Pagó por un vaso de ginebra y se la bebió a sorbos como si fuera una medicina, desagradable pero necesaria. No, decidió que esa noche no debía llegar más lejos.

– Estoy buscando una pensión -le dijo a la camarera-. ¿Crees que puedo encontrar una por aquí cerca?

– Dos puertas más abajo -respondió la camarera-. La pensión de la señora Holland. Pero…

– Da igual -dijo Bedwell-. Holland. Señora Holland. Me acordaré.

Se echó el petate al hombro otra vez.

– ¿Te encuentras bien, cariño? -dijo la camarera-. No parece que estés muy fino. Venga, hombre, tómate otra copa.

Bedwell movió la cabeza negativamente, como un autómata, y se fue.

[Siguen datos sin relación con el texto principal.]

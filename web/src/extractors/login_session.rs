use crate::extractors::RejectionType;
use axum::{
    extract::FromRequestParts,
    http::{request::Parts, StatusCode},
};
use domain::error::Error as DomainError;
use domain::LoginState;
use log::*;
use tower_sessions::Session;

const LOGIN_STATE_KEY: &str = "login_state";

/// The login flow state stored in this browser's server-side session.
///
/// A session without a stored state is `LoginState::Idle`.
pub struct LoginSession {
    session: Session,
    state: LoginState,
}

impl<S> FromRequestParts<S> for LoginSession
where
    S: Send + Sync,
{
    type Rejection = RejectionType;

    async fn from_request_parts(parts: &mut Parts, state: &S) -> Result<Self, Self::Rejection> {
        let session = Session::from_request_parts(parts, state)
            .await
            .map_err(|(status, msg)| (status, msg.to_string()))?;

        let login_state = session
            .get::<LoginState>(LOGIN_STATE_KEY)
            .await
            .map_err(|e| {
                warn!("Failed to read login state from session: {:?}", e);
                (
                    StatusCode::INTERNAL_SERVER_ERROR,
                    "Failed to read session".to_string(),
                )
            })?
            .unwrap_or_default();

        Ok(LoginSession {
            session,
            state: login_state,
        })
    }
}

impl LoginSession {
    pub fn state(&self) -> &LoginState {
        &self.state
    }

    pub async fn update(&mut self, next: LoginState) -> Result<(), DomainError> {
        self.session
            .insert(LOGIN_STATE_KEY, &next)
            .await
            .map_err(DomainError::session)?;
        trace!("Login state is now {next:?}");
        self.state = next;
        Ok(())
    }

    /// Issues a new session id, keeping the stored data.
    pub async fn cycle_id(&self) -> Result<(), DomainError> {
        self.session.cycle_id().await.map_err(DomainError::session)
    }

    /// Deletes the session and everything stored in it.
    pub async fn clear(&mut self) -> Result<(), DomainError> {
        self.session.flush().await.map_err(DomainError::session)?;
        self.state = LoginState::Idle;
        Ok(())
    }
}
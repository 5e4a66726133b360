//! Point-in-time copy of a [`Session`](super::Session) for display and logging.

use chrono::{DateTime, Local};
use serde::Serialize;

use super::charger::ChargeProtocol;
use super::integrator::Reading;
use super::stats::StatsSummary;

/// Everything a consumer may show about the current session
///
/// Built in one go from the session, so the displayed sample, the
/// accumulators and the statistics always agree with each other.
#[derive(Debug, Clone, PartialEq, Serialize)]
pub struct TelemetrySnapshot {
    /// Latest sample, `None` until the first telemetry frame
    pub reading: Option<Reading>,
    pub energy_wh: f64,
    pub capacity_mah: f64,
    pub protocol: Option<ChargeProtocol>,
    pub voltage_stats: Option<StatsSummary>,
    pub current_stats: Option<StatsSummary>,
    /// Samples integrated since the session started
    pub samples: u64,
    pub session_started: DateTime<Local>,
    pub session_seconds: f64,
}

Adelaide le abrió la puerta y le condujo en silencio a una habitación en la parte trasera de la casa, que daba al río. Las paredes estaban saturadas de humedad; la cama, sucia, pero él no se dio cuenta de nada. Adelaide le dio un trozo de vela y lo dejó solo; y tan pronto como la puerta se cerró, se puso de rodillas y abrió su petate muy bruscamente. Al cabo de un minuto más o menos, sus manos temblorosas se movieron con afán; luego se tendió en la cama, respiró profundamente y sintió que todo desaparecía y se empapaba de olvido. Al cabo de muy poco rato ya había caído en un profundo sueño. Nada le podría despertar durante al menos veinticuatro horas. Estaba a salvo.

Pero casi se había rendido en Limehouse; el viejo chino, el humo…, el fumadero de opio, claro. Y Bedwell era esclavo de esa potente droga.

Él durmió, y algo de gran importancia para Sally durmió con él.